EXERCISE GOAL
Lines containing the word "SwipeController" are to be copied from the data below.

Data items

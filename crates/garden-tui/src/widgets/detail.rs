use std::time::Instant;

use garden_core::detail::OverlayFrame;
use ratatui::{
    layout::{Alignment, Rect},
    style::{Modifier, Style},
    text::{Line, Span},
    widgets::{Block, BorderType, Borders, Clear, Paragraph, Wrap},
    Frame,
};

use crate::app::App;

const CLOSE_LABEL: &str = "×";

/// Overlay that grows out of a navigation tile into the whole stage
pub struct DetailWidget;

impl DetailWidget {
    pub fn render(frame: &mut Frame, stage: Rect, app: &mut App, now: Instant) {
        let detail = app.garden.detail();
        let Some(overlay) = detail.frame(now) else {
            return;
        };
        let area = overlay_rect(stage, &overlay);
        if area.width < 2 || area.height < 2 {
            return;
        }

        let theme = &app.theme;
        let item = detail
            .item()
            .and_then(|i| app.garden.navigation().tab().items().get(i));
        let (title, caption) = item.map(|i| (i.title, i.caption)).unwrap_or(("", ""));

        let fg = |color| theme.fade(color, theme.surface, overlay.opacity);
        let block = Block::default()
            .title(Span::styled(
                format!(" {} ", title),
                Style::default().fg(fg(theme.ink)).add_modifier(Modifier::BOLD),
            ))
            .title(
                Line::from(Span::styled(
                    format!(" {} ", CLOSE_LABEL),
                    Style::default().fg(fg(theme.ink)).add_modifier(Modifier::BOLD),
                ))
                .right_aligned(),
            )
            .title_bottom(
                Line::from(Span::styled(" Esc to close ", Style::default().fg(fg(theme.muted))))
                    .right_aligned(),
            )
            .borders(Borders::ALL)
            .border_type(BorderType::Rounded)
            .border_style(Style::default().fg(fg(theme.accent)))
            .style(Style::default().bg(theme.raised));

        let body = Paragraph::new(vec![
            Line::from(Span::styled(caption, Style::default().fg(fg(theme.dark)))),
            Line::from(""),
            Line::from(Span::styled(
                "The view expands from the tile you picked, so you never lose your place.",
                Style::default().fg(fg(theme.muted)),
            )),
        ])
        .alignment(Alignment::Left)
        .wrap(Wrap { trim: true })
        .block(block);

        let is_open = detail.is_open();
        frame.render_widget(Clear, area);
        frame.render_widget(body, area);

        if is_open {
            app.layout.set_detail_close(close_button_rect(area));
        }
    }
}

/// Cells of the right-aligned " × " title, inside the top-right corner
pub(crate) fn close_button_rect(area: Rect) -> Rect {
    let width = (CLOSE_LABEL.chars().count() as u16 + 2).min(area.width.saturating_sub(2));
    Rect::new(area.right().saturating_sub(1 + width), area.y, width, 1)
}

/// Terminal rectangle of the overlay: the stage scaled from its top-left
/// corner and translated, clipped to the stage
pub(crate) fn overlay_rect(stage: Rect, overlay: &OverlayFrame) -> Rect {
    let x = stage.x as f64 + overlay.x;
    let y = stage.y as f64 + overlay.y;
    let width = stage.width as f64 * overlay.scale_x;
    let height = stage.height as f64 * overlay.scale_y;

    let left = x.round().clamp(stage.x as f64, stage.right() as f64) as u16;
    let top = y.round().clamp(stage.y as f64, stage.bottom() as f64) as u16;
    let right = (x + width).round().clamp(left as f64, stage.right() as f64) as u16;
    let bottom = (y + height).round().clamp(top as f64, stage.bottom() as f64) as u16;
    Rect::new(left, top, right - left, bottom - top)
}

#[cfg(test)]
mod tests {
    use super::*;

    #[test]
    fn test_identity_covers_stage() {
        let stage = Rect::new(4, 10, 40, 8);
        assert_eq!(overlay_rect(stage, &OverlayFrame::IDENTITY), stage);
    }

    #[test]
    fn test_collapsed_matches_tile() {
        let stage = Rect::new(4, 10, 40, 8);
        let frame = OverlayFrame {
            x: 10.0,
            y: 0.0,
            scale_x: 0.25,
            scale_y: 0.5,
            opacity: 0.6,
        };
        assert_eq!(overlay_rect(stage, &frame), Rect::new(14, 10, 10, 4));
    }

    #[test]
    fn test_close_button_in_top_right_corner() {
        let rect = close_button_rect(Rect::new(4, 10, 40, 8));
        assert_eq!(rect, Rect::new(40, 10, 3, 1));
    }

    #[test]
    fn test_clipped_to_stage() {
        let stage = Rect::new(0, 0, 20, 5);
        let frame = OverlayFrame {
            x: 15.0,
            y: 0.0,
            scale_x: 1.0,
            scale_y: 1.0,
            opacity: 1.0,
        };
        assert_eq!(overlay_rect(stage, &frame), Rect::new(15, 0, 5, 5));
    }
}
//! Save / remove actions revealed by the swipe gesture

use std::time::{Duration, Instant};

use tracing::debug;

use crate::motion::{MotionPreference, Tween};
use crate::swipe::SwipeController;
use crate::timer::Timer;

pub const SAVE_CLOSE_DURATION: Duration = Duration::from_millis(280);
pub const REMOVE_CLOSE_DURATION: Duration = Duration::from_millis(200);
pub const FADE_DURATION: Duration = Duration::from_millis(200);
/// How long "removed" stays before the item comes back
pub const REMOVE_RESET_DELAY: Duration = Duration::from_millis(1800);

#[derive(Debug, Clone, Copy, PartialEq, Eq, Default)]
pub enum ActionState {
    #[default]
    Default,
    Saved,
    Removed,
}

impl ActionState {
    pub fn save_label(&self) -> &'static str {
        match self {
            ActionState::Saved => "Saved",
            _ => "Save",
        }
    }

    pub fn remove_label(&self) -> &'static str {
        match self {
            ActionState::Removed => "Removed",
            _ => "Remove",
        }
    }
}

#[derive(Debug, Clone)]
pub struct ActionResolver {
    motion: MotionPreference,
    state: ActionState,
    is_saved: bool,
    opacity: Tween,
    reset: Timer,
}

impl ActionResolver {
    pub fn new(motion: MotionPreference, now: Instant) -> Self {
        Self {
            motion,
            state: ActionState::Default,
            is_saved: false,
            opacity: Tween::resting(1.0, now),
            reset: Timer::new(),
        }
    }

    #[inline]
    pub fn state(&self) -> ActionState {
        self.state
    }

    /// Whether the item carries the saved mark; survives a later reset to Default
    #[inline]
    pub fn is_saved(&self) -> bool {
        self.is_saved
    }

    /// Caption above the item title
    pub fn item_label(&self) -> &'static str {
        if self.is_saved {
            "Saved item"
        } else {
            "Item"
        }
    }

    pub fn opacity(&self, now: Instant) -> f64 {
        self.opacity.value_at(now)
    }

    pub fn reset_pending(&self) -> bool {
        self.reset.is_pending()
    }

    pub fn save(&mut self, swipe: &mut SwipeController, now: Instant) {
        self.state = ActionState::Saved;
        self.is_saved = true;
        swipe.close(SAVE_CLOSE_DURATION, now);
        debug!("item saved");
    }

    /// Mark removed, fade the item out and schedule its return.
    ///
    /// A second remove before the reset fires replaces the pending reset.
    pub fn remove(&mut self, swipe: &mut SwipeController, now: Instant) {
        self.state = ActionState::Removed;
        self.is_saved = false;
        swipe.close(REMOVE_CLOSE_DURATION, now);
        self.opacity = self
            .opacity
            .retarget(0.0, now, self.motion.animation(FADE_DURATION));
        self.reset.schedule(now, self.motion.delay(REMOVE_RESET_DELAY));
        debug!(delay_ms = self.motion.delay(REMOVE_RESET_DELAY).as_millis() as u64, "item removed");
    }

    /// Fire the reset timer when due. Returns true when the state changed.
    pub fn tick(&mut self, now: Instant) -> bool {
        let Some(fired_at) = self.reset.fire(now) else {
            return false;
        };
        self.state = ActionState::Default;
        self.opacity = self
            .opacity
            .retarget(1.0, fired_at, self.motion.animation(FADE_DURATION));
        debug!("removed item restored");
        true
    }

    pub fn is_animating(&self, now: Instant) -> bool {
        self.reset.is_pending() || !self.opacity.is_finished(now)
    }

    pub fn dispose(&mut self) {
        self.reset.cancel();
    }
}
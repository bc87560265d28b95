//! One-shot deadline timers driven by an injected clock

use std::time::{Duration, Instant};

/// A single pending deadline.
///
/// Scheduling replaces whatever was pending, so an owner holding one `Timer`
/// per logical timeout can never have two of them in flight.
#[derive(Debug, Clone, Default, PartialEq, Eq)]
pub struct Timer {
    deadline: Option<Instant>,
}

impl Timer {
    pub const fn new() -> Self {
        Self { deadline: None }
    }

    /// Schedule the timer `delay` after `from`, cancelling any pending deadline
    pub fn schedule(&mut self, from: Instant, delay: Duration) {
        self.deadline = Some(from + delay);
    }

    pub fn cancel(&mut self) {
        self.deadline = None;
    }

    #[inline]
    pub fn is_pending(&self) -> bool {
        self.deadline.is_some()
    }

    pub fn deadline(&self) -> Option<Instant> {
        self.deadline
    }

    /// Returns the deadline and disarms the timer if it has passed at `now`
    pub fn fire(&mut self, now: Instant) -> Option<Instant> {
        match self.deadline {
            Some(deadline) if deadline <= now => {
                self.deadline = None;
                Some(deadline)
            }
            _ => None,
        }
    }
}

#[cfg(test)]
mod tests {
    use super::*;

    #[test]
    fn test_fires_once() {
        let t0 = Instant::now();
        let mut timer = Timer::new();
        timer.schedule(t0, Duration::from_millis(100));

        assert!(timer.fire(t0 + Duration::from_millis(99)).is_none());
        assert_eq!(
            timer.fire(t0 + Duration::from_millis(150)),
            Some(t0 + Duration::from_millis(100))
        );
        assert!(timer.fire(t0 + Duration::from_millis(200)).is_none());
    }

    #[test]
    fn test_reschedule_replaces_pending() {
        let t0 = Instant::now();
        let mut timer = Timer::new();
        timer.schedule(t0, Duration::from_millis(100));
        timer.schedule(t0 + Duration::from_millis(50), Duration::from_millis(100));

        assert!(timer.fire(t0 + Duration::from_millis(120)).is_none());
        assert!(timer.fire(t0 + Duration::from_millis(150)).is_some());
    }

    #[test]
    fn test_zero_delay_fires_immediately() {
        let t0 = Instant::now();
        let mut timer = Timer::new();
        timer.schedule(t0, Duration::ZERO);
        assert!(timer.fire(t0).is_some());
    }

    #[test]
    fn test_cancel() {
        let t0 = Instant::now();
        let mut timer = Timer::new();
        timer.schedule(t0, Duration::ZERO);
        timer.cancel();
        assert!(!timer.is_pending());
        assert!(timer.fire(t0 + Duration::from_secs(1)).is_none());
    }
}
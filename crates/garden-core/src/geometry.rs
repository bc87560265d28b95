//! Measurement port
//!
//! Gesture and transition controllers never read geometry on their own; they
//! ask a `MeasurePort` at the moment a gesture starts or a view opens.

use std::collections::HashMap;

/// Axis-aligned rectangle in the front-end's pixel unit
#[derive(Debug, Clone, Copy, PartialEq, Default)]
pub struct Rect {
    pub x: f64,
    pub y: f64,
    pub width: f64,
    pub height: f64,
}

impl Rect {
    pub const fn new(x: f64, y: f64, width: f64, height: f64) -> Self {
        Self {
            x,
            y,
            width,
            height,
        }
    }

    pub fn right(&self) -> f64 {
        self.x + self.width
    }

    pub fn bottom(&self) -> f64 {
        self.y + self.height
    }

    pub fn contains(&self, x: f64, y: f64) -> bool {
        x >= self.x && x < self.right() && y >= self.y && y < self.bottom()
    }
}

/// Elements whose geometry the interaction core may ask for
#[derive(Debug, Clone, Copy, PartialEq, Eq, Hash)]
pub enum Element {
    /// The draggable list item of the gesture card
    SwipeItem,
    /// Container the detail overlay grows into
    NavigationStage,
    /// A selectable tile inside the navigation stage
    NavigationItem(usize),
}

/// Synchronous geometry lookup; `None` when the element is not laid out
pub trait MeasurePort {
    fn rect(&self, element: Element) -> Option<Rect>;

    fn width(&self, element: Element) -> Option<f64> {
        self.rect(element).map(|r| r.width)
    }
}

/// Geometry recorded from the last layout pass
#[derive(Debug, Clone, Default)]
pub struct LayoutSnapshot {
    rects: HashMap<Element, Rect>,
}

impl LayoutSnapshot {
    pub fn new() -> Self {
        Self::default()
    }

    pub fn set(&mut self, element: Element, rect: Rect) {
        self.rects.insert(element, rect);
    }

    pub fn with(mut self, element: Element, rect: Rect) -> Self {
        self.set(element, rect);
        self
    }

    pub fn clear(&mut self) {
        self.rects.clear();
    }

    /// First navigation item containing the point
    pub fn navigation_item_at(&self, x: f64, y: f64) -> Option<usize> {
        self.rects
            .iter()
            .filter_map(|(element, rect)| match element {
                Element::NavigationItem(i) if rect.contains(x, y) => Some(*i),
                _ => None,
            })
            .min()
    }
}

impl MeasurePort for LayoutSnapshot {
    fn rect(&self, element: Element) -> Option<Rect> {
        self.rects.get(&element).copied()
    }
}
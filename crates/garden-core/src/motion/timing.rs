//! L4 Atomic Layer: Time calculation utilities for animations
//!
//! Every function takes the current instant explicitly so callers (and tests)
//! control the clock.

use std::time::{Duration, Instant};

/// Calculate animation progress (0.0 to 1.0) at `now`
///
/// # Returns
/// Progress value clamped to [0.0, 1.0]; 1.0 for a zero duration
#[inline]
pub fn progress_at(start: Instant, now: Instant, duration: Duration) -> f64 {
    if duration.is_zero() {
        return 1.0;
    }
    let elapsed = now.saturating_duration_since(start);
    let ratio = elapsed.as_secs_f64() / duration.as_secs_f64();
    ratio.clamp(0.0, 1.0)
}

/// Check if an animation started at `start` has run its course
#[inline]
pub fn is_complete_at(start: Instant, now: Instant, duration: Duration) -> bool {
    now.saturating_duration_since(start) >= duration
}

/// Linear interpolation between two values
#[inline]
pub fn lerp(from: f64, to: f64, t: f64) -> f64 {
    from + (to - from) * t
}

/// Clamp to [min, max], mapping NaN to `min`
#[inline]
pub fn clamp(value: f64, min: f64, max: f64) -> f64 {
    if value.is_nan() {
        min
    } else {
        value.clamp(min, max)
    }
}

#[cfg(test)]
mod tests {
    use super::*;

    #[test]
    fn test_lerp() {
        assert!((lerp(0.0, 100.0, 0.0) - 0.0).abs() < 0.001);
        assert!((lerp(0.0, 100.0, 0.5) - 50.0).abs() < 0.001);
        assert!((lerp(-160.0, 0.0, 1.0) - 0.0).abs() < 0.001);
    }

    #[test]
    fn test_progress_zero_duration() {
        let start = Instant::now();
        assert!((progress_at(start, start, Duration::ZERO) - 1.0).abs() < 0.001);
    }

    #[test]
    fn test_progress_before_start_is_zero() {
        let start = Instant::now() + Duration::from_secs(1);
        let now = start - Duration::from_millis(500);
        assert_eq!(progress_at(start, now, Duration::from_millis(300)), 0.0);
    }

    #[test]
    fn test_progress_midway() {
        let start = Instant::now();
        let now = start + Duration::from_millis(150);
        assert!((progress_at(start, now, Duration::from_millis(300)) - 0.5).abs() < 1e-9);
        assert!(!is_complete_at(start, now, Duration::from_millis(300)));
        assert!(is_complete_at(start, start + Duration::from_millis(300), Duration::from_millis(300)));
    }
}
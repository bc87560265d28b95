use serde::{Deserialize, Serialize};
use std::path::PathBuf;

use crate::motion::{EasingType, MotionPreference};

#[derive(Debug, Clone, Default, Serialize, Deserialize)]
pub struct AppConfig {
    #[serde(default)]
    pub general: GeneralConfig,
    #[serde(default)]
    pub motion: MotionConfig,
    #[serde(default)]
    pub ui: UiConfig,
    #[serde(default)]
    pub keymap: KeymapConfig,
    #[serde(default)]
    pub contact: ContactConfig,
}

#[derive(Debug, Clone, Serialize, Deserialize)]
pub struct GeneralConfig {
    /// Data directory path (log file lives here)
    #[serde(default = "default_data_dir")]
    pub data_dir: PathBuf,
    /// Log level used when RUST_LOG is not set
    #[serde(default = "default_log_level")]
    pub log_level: String,
}

impl Default for GeneralConfig {
    fn default() -> Self {
        Self {
            data_dir: default_data_dir(),
            log_level: default_log_level(),
        }
    }
}

#[derive(Debug, Clone, Default, Serialize, Deserialize)]
pub struct MotionConfig {
    /// Collapse every animation and timer to (near) zero
    #[serde(default)]
    pub reduced_motion: bool,
}

impl MotionConfig {
    /// Resolve the effective preference.
    ///
    /// The CLI flag and the `NO_MOTION` environment variable can only turn
    /// reduced motion on, never off.
    pub fn preference(&self, cli_override: bool) -> MotionPreference {
        let from_env = std::env::var_os("NO_MOTION").is_some();
        MotionPreference::new(self.reduced_motion || cli_override || from_env)
    }
}

#[derive(Debug, Clone, Serialize, Deserialize)]
pub struct UiConfig {
    /// Tick rate in milliseconds when nothing is animating
    #[serde(default = "default_tick_rate")]
    pub tick_rate_ms: u64,
    /// Frame rate while animations or timers are pending
    #[serde(default = "default_animation_fps")]
    pub animation_fps: u32,
    /// Theme name ("garden-light" or "garden-dark")
    #[serde(default = "default_theme_name")]
    pub theme: String,
    /// Accent color override ("#RRGGBB" or "#RGB")
    #[serde(default)]
    pub accent_color: Option<String>,
    /// Smoothly animate the depth viewport when scrolling with keys
    #[serde(default = "default_true")]
    pub smooth_scroll: bool,
    /// Duration of a keyboard scroll animation in milliseconds
    #[serde(default = "default_scroll_animation_ms")]
    pub scroll_animation_ms: u64,
    /// Easing for keyboard scroll animations
    #[serde(default)]
    pub scroll_easing: EasingType,
}

impl Default for UiConfig {
    fn default() -> Self {
        Self {
            tick_rate_ms: default_tick_rate(),
            animation_fps: default_animation_fps(),
            theme: default_theme_name(),
            accent_color: None,
            smooth_scroll: default_true(),
            scroll_animation_ms: default_scroll_animation_ms(),
            scroll_easing: EasingType::default(),
        }
    }
}

/// Keymap configuration using Vim-style notation
/// Format: "j", "k", "<C-d>" (Ctrl+d), "<S-Tab>" (Shift+Tab), "<CR>" (Enter), "<Esc>"
#[derive(Debug, Clone, Serialize, Deserialize)]
pub struct KeymapConfig {
    /// Quit the application
    #[serde(default = "default_key_quit")]
    pub quit: String,
    /// Focus the next card
    #[serde(default = "default_key_next_card")]
    pub next_card: String,
    /// Focus the previous card
    #[serde(default = "default_key_prev_card")]
    pub prev_card: String,
    /// Run the focused card's call-to-action
    #[serde(default = "default_key_activate")]
    pub activate: String,
    /// Move cursor / scroll down
    #[serde(default = "default_key_move_down")]
    pub move_down: String,
    /// Move cursor / scroll up
    #[serde(default = "default_key_move_up")]
    pub move_up: String,
    /// Scroll the depth viewport half a page down
    #[serde(default = "default_key_scroll_half_down")]
    pub scroll_half_down: String,
    /// Scroll the depth viewport half a page up
    #[serde(default = "default_key_scroll_half_up")]
    pub scroll_half_up: String,
    /// Open the highlighted item (detail view or contact link)
    #[serde(default = "default_key_open_item")]
    pub open_item: String,
    /// Save action on the swipe item
    #[serde(default = "default_key_save")]
    pub save: String,
    /// Remove action on the swipe item
    #[serde(default = "default_key_remove")]
    pub remove: String,
    /// Reveal swipe actions
    #[serde(default = "default_key_swipe_open")]
    pub swipe_open: String,
    /// Hide swipe actions
    #[serde(default = "default_key_swipe_close")]
    pub swipe_close: String,
    /// Toggle the help overlay
    #[serde(default = "default_key_help")]
    pub help: String,
}

impl Default for KeymapConfig {
    fn default() -> Self {
        Self {
            quit: default_key_quit(),
            next_card: default_key_next_card(),
            prev_card: default_key_prev_card(),
            activate: default_key_activate(),
            move_down: default_key_move_down(),
            move_up: default_key_move_up(),
            scroll_half_down: default_key_scroll_half_down(),
            scroll_half_up: default_key_scroll_half_up(),
            open_item: default_key_open_item(),
            save: default_key_save(),
            remove: default_key_remove(),
            swipe_open: default_key_swipe_open(),
            swipe_close: default_key_swipe_close(),
            help: default_key_help(),
        }
    }
}

fn default_key_quit() -> String { "q".to_string() }
fn default_key_next_card() -> String { "<Tab>".to_string() }
fn default_key_prev_card() -> String { "<S-Tab>".to_string() }
fn default_key_activate() -> String { "<CR>".to_string() }
fn default_key_move_down() -> String { "j".to_string() }
fn default_key_move_up() -> String { "k".to_string() }
fn default_key_scroll_half_down() -> String { "<C-d>".to_string() }
fn default_key_scroll_half_up() -> String { "<C-u>".to_string() }
fn default_key_open_item() -> String { "o".to_string() }
fn default_key_save() -> String { "s".to_string() }
fn default_key_remove() -> String { "x".to_string() }
fn default_key_swipe_open() -> String { "h".to_string() }
fn default_key_swipe_close() -> String { "l".to_string() }
fn default_key_help() -> String { "?".to_string() }

/// Links shown in the contact footer
#[derive(Debug, Clone, Serialize, Deserialize)]
pub struct ContactConfig {
    #[serde(default = "default_contact_links")]
    pub links: Vec<ContactLink>,
}

impl Default for ContactConfig {
    fn default() -> Self {
        Self {
            links: default_contact_links(),
        }
    }
}

#[derive(Debug, Clone, PartialEq, Eq, Serialize, Deserialize)]
pub struct ContactLink {
    pub label: String,
    pub url: String,
}

impl ContactLink {
    fn new(label: &str, url: &str) -> Self {
        Self {
            label: label.to_string(),
            url: url.to_string(),
        }
    }

    /// Check that the link parses and uses a scheme the system opener can handle
    pub fn validate(&self) -> crate::Result<()> {
        let parsed = url::Url::parse(&self.url)
            .map_err(|e| crate::Error::InvalidLink(format!("{} ({}): {}", self.label, self.url, e)))?;
        match parsed.scheme() {
            "http" | "https" | "mailto" => Ok(()),
            other => Err(crate::Error::InvalidLink(format!(
                "{}: unsupported scheme '{}'",
                self.label, other
            ))),
        }
    }
}

fn default_contact_links() -> Vec<ContactLink> {
    vec![
        ContactLink::new("Email", "mailto:juliocoraspe@gmail.com"),
        ContactLink::new("LinkedIn", "https://www.linkedin.com/in/juliocoraspe"),
        ContactLink::new("GitHub", "https://github.com/juliocoraspe"),
        ContactLink::new("Behance", "https://www.behance.net/juliocoraspe"),
    ]
}

fn default_data_dir() -> PathBuf {
    dirs::data_local_dir()
        .unwrap_or_else(|| PathBuf::from("."))
        .join("motion-garden")
}

fn default_log_level() -> String {
    "info".to_string()
}

fn default_true() -> bool {
    true
}

fn default_tick_rate() -> u64 {
    100
}

fn default_animation_fps() -> u32 {
    60
}

fn default_theme_name() -> String {
    "garden-light".to_string()
}

fn default_scroll_animation_ms() -> u64 {
    150
}

/// Expand tilde (~) in path to user's home directory
fn expand_tilde(path: &std::path::Path) -> PathBuf {
    if let Some(path_str) = path.to_str() {
        if let Some(stripped) = path_str.strip_prefix("~/") {
            if let Some(home) = dirs::home_dir() {
                return home.join(stripped);
            }
        } else if path_str == "~" {
            if let Some(home) = dirs::home_dir() {
                return home;
            }
        }
    }
    path.to_path_buf()
}

impl AppConfig {
    /// Load configuration from file or return defaults
    pub fn load() -> crate::Result<Self> {
        let config_path = Self::config_path();

        if config_path.exists() {
            let content = std::fs::read_to_string(&config_path)?;
            Self::from_toml(&content)
        } else {
            Ok(Self::default())
        }
    }

    /// Parse and validate configuration text
    pub fn from_toml(content: &str) -> crate::Result<Self> {
        let config: Self = toml::from_str(content)?;
        config.validate()?;
        Ok(config)
    }

    /// Reject values that would make the UI unusable
    pub fn validate(&self) -> crate::Result<()> {
        for link in &self.contact.links {
            link.validate()?;
        }
        if self.ui.tick_rate_ms == 0 {
            return Err(crate::Error::Config("ui.tick_rate_ms must be positive".to_string()));
        }
        Ok(())
    }

    /// Save configuration to file
    pub fn save(&self) -> crate::Result<()> {
        let config_path = Self::config_path();

        if let Some(parent) = config_path.parent() {
            std::fs::create_dir_all(parent)?;
        }

        std::fs::write(&config_path, self.to_toml()?)?;

        Ok(())
    }

    pub fn to_toml(&self) -> crate::Result<String> {
        Ok(toml::to_string_pretty(self)?)
    }

    /// Get the configuration file path
    /// Always uses ~/.config/motion-garden/config.toml on all platforms
    pub fn config_path() -> PathBuf {
        dirs::home_dir()
            .unwrap_or_else(|| PathBuf::from("."))
            .join(".config")
            .join("motion-garden")
            .join("config.toml")
    }

    /// Get the log file path used while the TUI owns the terminal
    pub fn log_path(&self) -> PathBuf {
        self.data_dir().join("motion-garden.log")
    }

    /// Get the data directory (with tilde expansion)
    pub fn data_dir(&self) -> PathBuf {
        expand_tilde(&self.general.data_dir)
    }
}

#[cfg(test)]
mod tests {
    use super::*;

    #[test]
    fn test_empty_file_gives_defaults() {
        let config = AppConfig::from_toml("").unwrap();
        assert!(!config.motion.reduced_motion);
        assert_eq!(config.ui.tick_rate_ms, 100);
        assert_eq!(config.ui.animation_fps, 60);
        assert_eq!(config.keymap.activate, "<CR>");
        assert_eq!(config.contact.links.len(), 4);
    }

    #[test]
    fn test_partial_sections() {
        let config = AppConfig::from_toml(
            r#"
            [motion]
            reduced_motion = true

            [ui]
            theme = "garden-dark"
            scroll_easing = "linear"
            "#,
        )
        .unwrap();
        assert!(config.motion.reduced_motion);
        assert_eq!(config.ui.theme, "garden-dark");
        assert_eq!(config.ui.scroll_easing, EasingType::Linear);
        assert_eq!(config.ui.tick_rate_ms, 100);
    }

    #[test]
    fn test_rejects_bad_link() {
        let result = AppConfig::from_toml(
            r#"
            [[contact.links]]
            label = "Home"
            url = "not a url"
            "#,
        );
        assert!(matches!(result, Err(crate::Error::InvalidLink(_))));

        let result = AppConfig::from_toml(
            r#"
            [[contact.links]]
            label = "Files"
            url = "file:///etc/passwd"
            "#,
        );
        assert!(matches!(result, Err(crate::Error::InvalidLink(_))));
    }

    #[test]
    fn test_rejects_zero_tick_rate() {
        let result = AppConfig::from_toml("[ui]\ntick_rate_ms = 0\n");
        assert!(matches!(result, Err(crate::Error::Config(_))));
    }

    #[test]
    fn test_round_trip_through_toml() {
        let config = AppConfig::default();
        let text = config.to_toml().unwrap();
        let parsed = AppConfig::from_toml(&text).unwrap();
        assert_eq!(parsed.contact.links, config.contact.links);
        assert_eq!(parsed.keymap.quit, "q");
    }

    #[test]
    fn test_cli_override_forces_reduced_motion() {
        let config = MotionConfig::default();
        assert!(config.preference(true).is_reduced());
    }
}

SOLUTION
use crate::swipe::SwipeController;
    pub fn save(&mut self, swipe: &mut SwipeController, now: Instant) {
    pub fn remove(&mut self, swipe: &mut SwipeController, now: Instant) {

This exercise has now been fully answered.